In the worst-case scenario, according to BancABC, the pandemic could result in widespread disruption of economic activity.
“Inflation will peak above 1 000% year-on-year. Year-end inflation of above 700%. Parallel market exchange rate of ZW$100:US$. Interbank rate remains fixed, leading to divergence between parallel and official rate,” the economic outlook reads.
“(There will be) weak domestic activities further impacted by a prolonged shut down. Collapse in international commodity prices negatively affecting operations of mining companies — mining companies go on care and maintenance, thereby suppressing export earnings.”
Official year-on-year inflation as at February stood at 540,16%.President Emmerson Mnangangwa announced a 21-day lockdown beginning March 30, leading to the closure of businesses not classified as essential.
The Reserve Bank of Zimbabwe (RBZ) then re-introduced the multi-currency system as part of interventions to limit the impact of Covid-19.
The financial institution said the other worst-case scenario would be that the multi-currency system is short-lived, with government insisting on a premature return of the mono-currency before the end of the year and the RBZ taking over control of banks’ nostro balances.
“(There would be a) huge fiscal deficit financed by inflationary RBZ OD [overdraft]. (And) monetisation of fiscal deficit, resulting in excessive creation of ZW$ (Zimdollar) and massive depreciation of the ZW$,” the institution said.
“(There would be) persistent hyperinflationary environment, making it difficult to advance loans on a long-term basis. Banking sector pursue value preservation strategies and reduced financial intermediation. Low productivity as a result of unfavourable economic conditions. Persistent side-marketing of gold export proceeds. Fixed or managed exchange rate regime. Persistent parallel market for FX (forex). Depressed or non-existent interbank market.”
BancABC also came up with a baseline scenario, pointing to a continuation of the recently promulgated measures and represents the most likely reforms government will implement until the end of the year.
The bank argued that the adoption of the fixed interbank exchange rate of ZW$25:US$1 will not hold, as exporters and tobacco farmers are already resisting the rate. There is also pressure to allow the exchange rate to reflect the realities of the “willing buyer, willing seller” principle.

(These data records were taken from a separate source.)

//! # bigcast
//!
//! Arbitrary precision integers, rationals and floats that can be built
//! from, and combined with, any scalar a caller has at hand.
//!
//! ## Features
//!
//! - **Uniform coercion**: native integers and floats, strings, byte and
//!   word buffers, and existing big values all convert through one entry
//!   point per number family
//! - **Width-aware precision**: a float takes the precision its source
//!   already carries
//! - **Operations over mixed operands**: `add_int(&n, "0x10")` just works
//! - **Constants**: pi, e and the golden ratio to any number of bits
//!
//! ## Quick Start
//!
//! ```rust,ignore
//! use bigcast::prelude::*;
//!
//! let n = to_integer("0xff")?;
//! let half = to_rat_frac(1, 2)?;
//! let sum = add_rat(&half, 0.25)?;
//! let pi = pi(256);
//! ```

#![warn(missing_docs)]
#![warn(clippy::all)]
#![warn(clippy::pedantic)]

pub use bigcast_coerce as coerce;
pub use bigcast_consts as consts;
pub use bigcast_core as core;
pub use bigcast_ops as ops;

/// Prelude module for convenient imports.
pub mod prelude {
    pub use bigcast_coerce::{
        extract_integer, is_integer_like, set_float, set_integer, set_rat_frac, set_rational,
        to_float, to_integer, to_rat_frac, to_rational, IntSource, NumSource,
    };
    pub use bigcast_consts::{e, phi, pi};
    pub use bigcast_core::{Error, Float, Integer, Rational, Result};
    pub use bigcast_ops::float::*;
    pub use bigcast_ops::int::*;
    pub use bigcast_ops::rat::*;
}
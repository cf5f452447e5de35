//! Exact rational operations over coercible operands.

use std::cmp::Ordering;

use bigcast_coerce::{rational_operand, NumSource};
use bigcast_core::{Error, Rational, Result};
use num_traits::Zero;

/// Returns `x + y`.
///
/// # Errors
///
/// Returns any coercion error of the operands.
pub fn add_rat<'a>(x: impl Into<NumSource<'a>>, y: impl Into<NumSource<'a>>) -> Result<Rational> {
    let (x, y) = (rational_operand(x)?, rational_operand(y)?);
    Ok(&*x + &*y)
}

/// Returns `x - y`.
///
/// # Errors
///
/// Returns any coercion error of the operands.
pub fn sub_rat<'a>(x: impl Into<NumSource<'a>>, y: impl Into<NumSource<'a>>) -> Result<Rational> {
    let (x, y) = (rational_operand(x)?, rational_operand(y)?);
    Ok(&*x - &*y)
}

/// Returns `x * y`.
///
/// # Errors
///
/// Returns any coercion error of the operands.
pub fn mul_rat<'a>(x: impl Into<NumSource<'a>>, y: impl Into<NumSource<'a>>) -> Result<Rational> {
    let (x, y) = (rational_operand(x)?, rational_operand(y)?);
    Ok(&*x * &*y)
}

/// Returns `x / y`.
///
/// # Errors
///
/// Returns [`Error::DivisionByZero`] if `y` is zero.
pub fn quo_rat<'a>(x: impl Into<NumSource<'a>>, y: impl Into<NumSource<'a>>) -> Result<Rational> {
    let (x, y) = (rational_operand(x)?, rational_operand(y)?);
    if y.is_zero() {
        return Err(Error::DivisionByZero);
    }
    Ok(&*x / &*y)
}

/// Returns `|x|`.
///
/// # Errors
///
/// Returns any coercion error of the operand.
pub fn abs_rat<'a>(x: impl Into<NumSource<'a>>) -> Result<Rational> {
    Ok(rational_operand(x)?.abs())
}

/// Returns `-x`.
///
/// # Errors
///
/// Returns any coercion error of the operand.
pub fn neg_rat<'a>(x: impl Into<NumSource<'a>>) -> Result<Rational> {
    Ok(-&*rational_operand(x)?)
}

/// Returns `1 / x`.
///
/// # Errors
///
/// Returns [`Error::DivisionByZero`] if `x` is zero.
pub fn inv_rat<'a>(x: impl Into<NumSource<'a>>) -> Result<Rational> {
    rational_operand(x)?.recip()
}

/// Compares `x` and `y`.
///
/// # Errors
///
/// Returns any coercion error of the operands.
pub fn cmp_rat<'a>(x: impl Into<NumSource<'a>>, y: impl Into<NumSource<'a>>) -> Result<Ordering> {
    let (x, y) = (rational_operand(x)?, rational_operand(y)?);
    Ok(x.cmp(&y))
}

/// Returns `x * y + z` exactly.
///
/// # Errors
///
/// Returns any coercion error of the operands.
pub fn fma_rat<'a>(
    x: impl Into<NumSource<'a>>,
    y: impl Into<NumSource<'a>>,
    z: impl Into<NumSource<'a>>,
) -> Result<Rational> {
    let (x, y, z) = (rational_operand(x)?, rational_operand(y)?, rational_operand(z)?);
    Ok(&*x * &*y + &*z)
}
//! Euler's number.

use bigcast_core::Float;
use num_traits::One;

use crate::check_precision;

/// Returns `e` rounded to `precision` bits, as the exponential of one.
///
/// # Panics
///
/// Panics if `precision` is zero or not below
/// [`MAX_PRECISION`](bigcast_core::precision::MAX_PRECISION).
#[must_use]
#[tracing::instrument(level = "debug")]
pub fn e(precision: usize) -> Float {
    check_precision(precision);
    Float::one().with_precision(precision).exp()
}
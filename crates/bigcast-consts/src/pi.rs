//! Pi by the Gauss–Legendre algorithm.

use bigcast_core::precision::{ceil_log2, floor_log2, MAX_PRECISION};
use bigcast_core::{Float, Rational};
use num_traits::One;

use crate::check_precision;

/// Extra bits carried through the iteration on top of `log2(precision)`.
const GUARD_BITS: usize = 32;

/// Additional iterations past `ceil(log2(precision))`.
const EXTRA_ITERATIONS: usize = 5;

/// Returns pi rounded to `precision` bits.
///
/// Each Gauss–Legendre step doubles the number of correct digits, so the
/// loop runs `ceil(log2(precision)) + 5` times at a working precision of
/// `precision + floor(log2(precision)) + 32` bits.
///
/// # Panics
///
/// Panics if `precision` is zero or not below
/// [`MAX_PRECISION`](bigcast_core::precision::MAX_PRECISION).
#[must_use]
#[tracing::instrument(level = "debug")]
pub fn pi(precision: usize) -> Float {
    check_precision(precision);
    let working = precision
        .saturating_add(floor_log2(precision))
        .saturating_add(GUARD_BITS)
        .min(MAX_PRECISION);
    let iterations = ceil_log2(precision) + EXTRA_ITERATIONS;
    tracing::debug!(working, iterations, "starting Gauss-Legendre iteration");

    let mut a = Float::one().with_precision(working);
    let mut b = Float::from_rational(&Rational::from_i64(1, 2), working).sqrt();
    let mut t = Float::from_rational(&Rational::from_i64(1, 4), working);
    // p = 2^k
    let mut k = 0isize;

    for _ in 0..iterations {
        let next_a = (&a + &b).mul_pow2(-1);
        b = (&a * &b).sqrt();
        // t is updated from the a of this step, not the next one.
        let delta = &a - &next_a;
        t = &t - &(&delta * &delta).mul_pow2(k);
        k += 1;
        a = next_a;
    }

    let sum = &a + &b;
    let value = &(&sum * &sum) / &t.mul_pow2(2);
    value.with_precision(precision)
}
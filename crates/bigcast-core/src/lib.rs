//! # bigcast-core
//!
//! Canonical arbitrary-precision values for bigcast.
//!
//! This crate wraps `dashu` to provide:
//! - Arbitrary precision integers (`Integer`)
//! - Exact rationals in lowest terms (`Rational`)
//! - Binary floating point with an explicit precision (`Float`)
//!
//! It also owns the error type shared by every bigcast crate and the
//! precision constants used when a value is created from a source that
//! does not carry its own precision.

#![warn(missing_docs)]
#![warn(clippy::all)]
#![warn(clippy::pedantic)]

pub mod error;
pub mod float;
pub mod integer;
mod literal;
pub mod precision;
pub mod rational;

#[cfg(test)]
mod proptests;

pub use dashu::integer::Word;
pub use error::{Error, NumberKind, Result};
pub use float::Float;
pub use integer::Integer;
pub use rational::Rational;
//! # bigcast-ops
//!
//! Operations that accept any coercible operand and return a fresh value.
//!
//! Each function coerces its operands the same way the `to_*` functions of
//! `bigcast-coerce` do, borrowing operands that are already canonical, and
//! never modifies its inputs.
//!
//! - [`int`]: integer arithmetic, division families, modular and bitwise
//!   operations, random integers
//! - [`rat`]: exact rational arithmetic
//! - [`float`]: float arithmetic and transcendental functions
//!
//! ```rust,ignore
//! use bigcast_ops::{int, rat};
//!
//! let n = int::add_int("0x10", 2)?;
//! let q = rat::quo_rat("1/2", 0.25)?;
//! ```

#![warn(missing_docs)]
#![warn(clippy::all)]
#![warn(clippy::pedantic)]

pub mod float;
pub mod int;
pub mod rat;

#[cfg(test)]
mod proptests;
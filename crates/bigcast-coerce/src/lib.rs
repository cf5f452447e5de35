//! # bigcast-coerce
//!
//! Uniform coercion of scalar inputs into canonical values.
//!
//! Every accepted input kind is a variant of a closed source enum:
//! - [`IntSource`]: inputs accepted where an `Integer` is expected
//! - [`NumSource`]: inputs accepted where a `Rational` or `Float` is expected
//!
//! `From` impls let callers pass native values, strings and borrowed
//! canonical values directly:
//!
//! ```rust,ignore
//! use bigcast_coerce::{to_integer, to_rat_frac};
//!
//! let n = to_integer("0xff")?;
//! let half = to_rat_frac(1, 2)?;
//! ```

#![warn(missing_docs)]
#![warn(clippy::all)]
#![warn(clippy::pedantic)]

pub mod classify;
pub mod coerce;
pub mod source;

#[cfg(test)]
mod proptests;

pub use classify::{extract_integer, is_integer_like, set_rat_frac, to_rat_frac};
pub use coerce::{
    float_operand, integer_operand, rational_operand, set_float, set_integer, set_rational,
    to_float, to_integer, to_rational,
};
pub use source::{IntSource, NumSource};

“It is argued that a more market-driven interbank rate would allow government to cease the export support for gold and subsidies for fuel. Delays in tobacco selling season due to impact of Covid-19 means export earnings will remain depressed,” the outlook reads.
The bank said if the RBZ does not arbitrarily raid banks’ nostro accounts, this would help bring economic stability.
“A stable ZW$ will greatly support the smooth transition to multi-currency, but there will be greater risk related to increased government expenditures as a result of fiscal interventions related to Covid-19,” the outlook reads.
“To sustain the local currency (LCY) as a sole legal tender, Zimbabwe needs to attain a good track record of sustainable economic growth, implement sound turnaround policies to sustain recovery, reduce the twin fiscal and current account deficits and build sizeable foreign exchange (FX) reserves, among others.”
However, not all sectors will become losers during the time of the pandemic, as the bank envisages that players in medical supplies and services, food processing and retail, personal care, information communication technology, e-commerce, as well as the agricultural sector could perform well.
Potential losers include tourism and leisure, aviation and maritime, automotive, education, financial services, manufacturing, as well as construction and real estate.